If you talk to a doctor, a survivor, a friend, your mother, and your friend's mother, the chances are high that you will get five very different suggestions on diet. Amidst all the trendy health foods and "super foods," it's hard to say what will really benefit your body. To prevent confusion, take the simplistic approach. Eat things that you know are good for you, like leafy greens, and mix in variety as needed. You may also find it helpful to seek the advice of a good nutritionist.
Utilize every tool possible to make sure you don't miss any sleep. Exercise is another great way to maximize your health. Every person is different, so you shouldn't push yourself too hard. It doesn't matter whether it's white-water rafting or yoga.
3. Don't isolate yourself.
There's nothing wrong with letting people help you and care about you. You don't have to do it alone.

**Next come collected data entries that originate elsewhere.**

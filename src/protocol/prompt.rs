use crate::oracle::OracleRequest;
use crate::protocol::session::DialogueSession;
use crate::protocol::types::{Hypothesis, LyricClue};

const HYPOTHESIS_INSTRUCTION: &str = "You identify songs from fragments of their lyrics. \
Propose the single most likely song. Reply with ONLY a JSON object of the form \
{\"song\": \"<title>\", \"artist\": \"<artist>\", \"verse\": \"<the verbatim lyric line(s) that contain the fragment>\"}. \
The verse must be quoted exactly as it appears in the real song.";

/// Request for one fragment-mode hypothesis.
pub fn hypothesis_request(clue: &LyricClue, rejected: &[Hypothesis]) -> OracleRequest {
    let mut message = String::from("Lyric fragments:\n");
    for fragment in clue.fragments() {
        message.push_str(&format!("- \"{fragment}\"\n"));
    }
    let filters = clue.filters.entries();
    if !filters.is_empty() {
        message.push_str("Hints:\n");
        for (label, value) in filters {
            message.push_str(&format!("- {label}: {value}\n"));
        }
    }
    if !rejected.is_empty() {
        message.push_str("These songs were already checked and are wrong, do not propose them again:\n");
        for h in rejected {
            message.push_str(&format!("- \"{}\" by {}\n", h.song, h.artist));
        }
    }
    OracleRequest {
        instruction: HYPOTHESIS_INSTRUCTION.to_string(),
        history: Vec::new(),
        message,
    }
}

/// Request for the next dialogue step. `notice` explains why the previous
/// reply was refused, if it was.
pub fn dialogue_request(session: &DialogueSession, min_questions: usize, notice: Option<&str>) -> OracleRequest {
    let mut instruction = format!(
        "You are an Akinator-style music guessing game. The user is thinking of a song and has \
given you a first clue. Ask one new question at a time to narrow it down. Reply with ONLY a JSON object: \
{{\"question\": \"...\", \"options\": [\"Yes\", \"No\", \"Unsure\"], \"ready\": false}}. \
When you are confident, reply with {{\"question\": \"Is your song ... by ...?\", \"options\": [\"Yes\", \"No\"], \
\"ready\": true, \"song\": \"<title>\", \"artist\": \"<artist>\"}}. \
Ask at least {min_questions} questions before guessing. Never repeat a question."
    );

    let asked = session.asked_questions();
    if !asked.is_empty() {
        instruction.push_str("\nQuestions already asked:\n");
        for question in asked {
            instruction.push_str(&format!("- {question}\n"));
        }
    }
    let rejected = session.rejected_guesses();
    if !rejected.is_empty() {
        instruction.push_str("\nThe user already said it is NOT:\n");
        for guess in rejected {
            instruction.push_str(&format!("- \"{}\" by {}\n", guess.song, guess.artist));
        }
    }

    OracleRequest {
        instruction,
        history: session.transcript().to_vec(),
        message: notice.unwrap_or("Ask your next question.").to_string(),
    }
}
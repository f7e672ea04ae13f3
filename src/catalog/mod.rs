//! Catalog lookups that turn a `(song, artist)` pair into canonical metadata.

pub mod spotify;

use async_trait::async_trait;
use serde::{Deserialize, Serialize};
use thiserror::Error;

pub use spotify::SpotifyCatalog;

/// Canonical metadata for a track. Every field may be empty when the
/// catalog knows nothing about the song.
#[derive(Debug, Clone, Default, PartialEq, Serialize, Deserialize)]
pub struct TrackMetadata {
    pub album_name: Option<String>,
    pub album_image: Option<String>,
    pub release_date: Option<String>,
    pub catalog_id: Option<String>,
    #[serde(default)]
    pub genres: Vec<String>,
}

impl TrackMetadata {
    pub fn is_empty(&self) -> bool {
        *self == Self::default()
    }
}

#[derive(Error, Debug)]
pub enum CatalogError {
    #[error("Network error: {0}")]
    Network(#[from] reqwest::Error),
    #[error("API error: {0}")]
    Api(String),
    #[error("Serde error: {0}")]
    Serde(#[from] serde_json::Error),
    #[error("Authorization failed: {0}")]
    Auth(String),
}

#[async_trait]
pub trait MetadataResolver: Send + Sync {
    /// Look up a track. `Ok(None)` means the catalog had no result.
    async fn search(&self, song: &str, artist: &str) -> Result<Option<TrackMetadata>, CatalogError>;
}

/// Resolver used when no catalog credentials are configured.
#[derive(Debug, Default, Clone, Copy)]
pub struct NoCatalog;

#[async_trait]
impl MetadataResolver for NoCatalog {
    async fn search(&self, _song: &str, _artist: &str) -> Result<Option<TrackMetadata>, CatalogError> {
        Ok(None)
    }
}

4. It's not a death sentence.
In the question of what was most helpful during this challenging time, one answer seems to be the most frequent, as well as the most powerful. Don't give up hope. Mindset is crucial to beating the odds. Do things you enjoy, get out as much as possible, and remember that you do have a fighting chance.
5. It's not who you are.
One of the worst feelings as a cancer patient can be pity. It can feel as though people are looking at you as a patient instead of a person. Don't let them. This is a perfect time to get in touch with your personality. Surprise them with your great sense of humor, or help other people and let them get to know your kind heart. The best gift you can give yourself, now and for the rest of your life, is inner strength. It doesn't if you go to Cancer Rehab in Los Angeles or anywhere else, the important thing is that you take control of your health, your treatment, and your life.